Contributed Talk - Splinter RadioSky

Wednesday, 14 September 2022, 17:39   (SFG 1030 / virtual RadioSky)

Asynchronous on-the-fly (OTF) mosaic imaging with MeerKAT

Kristof Rozgonyi, J. Mohr, M. G. santos, K. Grainge, N. Maddox, O. Smirnov
Ludwig-Maximilians-Universitaet , Faculty of Physics; University of Western Cape, Departent of Physica and Astronomy; South African Radio Astronomy Observatory (SARO); The University of Manchester, Jordell Bank Centre for Astrophysics; Rhodes University, Department of Physics and Electronics

Interferometric scanning or ’on-the-fly’ mosaicking (OTFM) mode enables a high survey speed by removing some of the slew-and-settle overhead time from the observations. This mode, in particular, is ideal for multi-epoch, shallow, large-area surveys, carried out with a sensitive interferometer with a small field of view. OTFM also enables commensal single-dish intensity mapping with interferometric observations. However, this mode is only available on the VLA. MeerKAT and the upcoming SKA-mid would greatly benefit from implementing the OTF observing mode for both continuum and spectral-line large-area surveys.

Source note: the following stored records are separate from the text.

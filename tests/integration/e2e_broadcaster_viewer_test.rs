use std::rc::Rc;
use std::time::Duration;

use broadcast_core::{CreateSessionRequest, RealtimeEvent, SessionPhase};
use broadcast_client::api::{HttpSessionApi, SessionApi};
use broadcast_client::channel::WsChannelConnector;
use broadcast_client::config::ApiConfig;
use broadcast_client::controller::{ControllerConfig, StreamSessionController};
use broadcast_client::media::{CaptureConstraints, MediaDeviceManager};
use broadcast_client::viewer::ViewerSession;

use super::support::{
    broadcaster_identity, pump_until, start_relay_server, viewer_identity, wait_for, TestBackend,
};

fn api_config(addr: std::net::SocketAddr) -> ApiConfig {
    ApiConfig {
        base_url: format!("http://{addr}"),
        request_timeout_secs: 5,
        connect_timeout_secs: 2,
    }
}

#[actix_rt::test]
async fn end_to_end_flow_over_real_transport() {
    let (addr, server, hub) = start_relay_server().await.expect("start relay server");

    // Broadcaster wiring: real REST client, real WebSocket transport,
    // scripted capture hardware.
    let api = Rc::new(HttpSessionApi::new(&api_config(addr), "host-token").unwrap());
    let connector = Rc::new(WsChannelConnector::new(format!("ws://{addr}"), "host-token"));
    let backend = TestBackend::new();
    let media = MediaDeviceManager::new(backend.clone());
    let handle = StreamSessionController::spawn(
        api,
        connector,
        media,
        broadcaster_identity(),
        ControllerConfig::default(),
    );

    handle
        .acquire_devices(CaptureConstraints::default())
        .await
        .unwrap();
    let record = handle
        .start(CreateSessionRequest::new("Friday Jam"))
        .await
        .unwrap();
    assert_eq!(handle.snapshot().phase, SessionPhase::Live);
    assert_eq!(record.title, "Friday Jam");

    // Viewer joins through the same REST + WebSocket surface.
    let viewer_api = HttpSessionApi::new(&api_config(addr), "viewer-token").unwrap();
    let viewer_connector = WsChannelConnector::new(format!("ws://{addr}"), "viewer-token");
    let mut viewer = ViewerSession::connect(&viewer_api, &viewer_connector, record.id, viewer_identity(1))
        .await
        .expect("viewer connect");
    assert!(viewer.media_url().is_some());
    tokio::time::sleep(Duration::from_millis(50)).await;

    // Server pushes an absolute viewer count to everyone.
    hub.broadcast_event(record.id, &RealtimeEvent::ViewerCount { count: 5 })
        .await;
    wait_for(&handle, |s| s.viewer_count == 5).await;
    pump_until(&mut viewer, |v| v.viewer_count() == 5).await;

    // One like from the viewer, echoed to both sides.
    assert!(viewer.like().await.unwrap());
    assert!(!viewer.like().await.unwrap());
    wait_for(&handle, |s| s.like_count == 1).await;
    pump_until(&mut viewer, |v| v.like_count() == 1).await;

    // Chat crosses in both directions through the relay.
    viewer.send_chat("hi").await.unwrap();
    wait_for(&handle, |s| {
        s.chat.iter().any(|e| e.sender == "Viewer 1" && e.text == "hi")
    })
    .await;

    handle.post_chat("welcome!").await.unwrap();
    pump_until(&mut viewer, |v| {
        v.chat().any(|e| e.sender == "Host" && e.text == "welcome!")
    })
    .await;

    // Explicit stop: backend acknowledges, server pushes stream_ended to
    // the viewer, every local resource is gone.
    handle.stop().await.unwrap();
    assert_eq!(handle.snapshot().phase, SessionPhase::Ended);
    assert_eq!(backend.open_tracks(), 0);

    pump_until(&mut viewer, |v| v.ended()).await;
    assert_eq!(viewer.session().status, SessionPhase::Ended);

    // The backend record reflects the stop.
    let stopped = viewer_api.fetch_session(record.id).await.unwrap();
    assert_eq!(stopped.status, SessionPhase::Ended);

    server.stop(true).await;
}

#[actix_rt::test]
async fn backend_rejection_over_http_maps_to_network_error() {
    let (addr, server, _hub) = start_relay_server().await.expect("start relay server");

    let api = Rc::new(HttpSessionApi::new(&api_config(addr), "host-token").unwrap());
    let connector = Rc::new(WsChannelConnector::new(format!("ws://{addr}"), "host-token"));
    let backend = TestBackend::new();
    let media = MediaDeviceManager::new(backend.clone());
    let handle = StreamSessionController::spawn(
        api,
        connector,
        media,
        broadcaster_identity(),
        ControllerConfig::default(),
    );

    handle
        .acquire_devices(CaptureConstraints::default())
        .await
        .unwrap();

    // The relay's create endpoint rejects whitespace-only titles with 400;
    // client-side validation only catches the empty string.
    let err = handle
        .start(CreateSessionRequest::new("   "))
        .await
        .unwrap_err();
    assert!(matches!(
        err,
        broadcast_core::SessionError::Network { status: Some(400), .. }
    ));
    assert_eq!(handle.snapshot().phase, SessionPhase::Failed);
    // Devices survive for a manual retry.
    assert_eq!(backend.open_tracks(), 2);

    handle
        .start(CreateSessionRequest::new("Friday Jam"))
        .await
        .unwrap();
    assert_eq!(handle.snapshot().phase, SessionPhase::Live);
    assert_eq!(backend.acquires.get(), 1);

    handle.shutdown().await;
    assert_eq!(backend.open_tracks(), 0);
    server.stop(true).await;
}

Although the current hardware is capable of OTF mode observations, developing a dedicated data reduction and imaging pipeline is required. As such, in the first step towards demonstrating the feasibility of the OTF mode on MeerKAT, we conducted a series of scanning observations to probe cosmology by intensity mapping in autocorrelation mode (standard observing mode) while additionally performing crosscorrelation for a fixed delay centre in the observer’s reference frame. Ergo no geometric delays were introduced to track the dish movements. While such an observation strategy introduces a small phase error on the observed visibilities, synthesis imaging can be carried out by phase-rotating the correlated visibilities to the antenna pointing. In this presentation, we report on the first results from these 'asynchronous' MeerKAT OTF observations. We present the calibration and imaging methods used, and our results from the scans processed to date. Furthermore, we discuss possible synergies with a commensal single-dish intensity mapping experiment.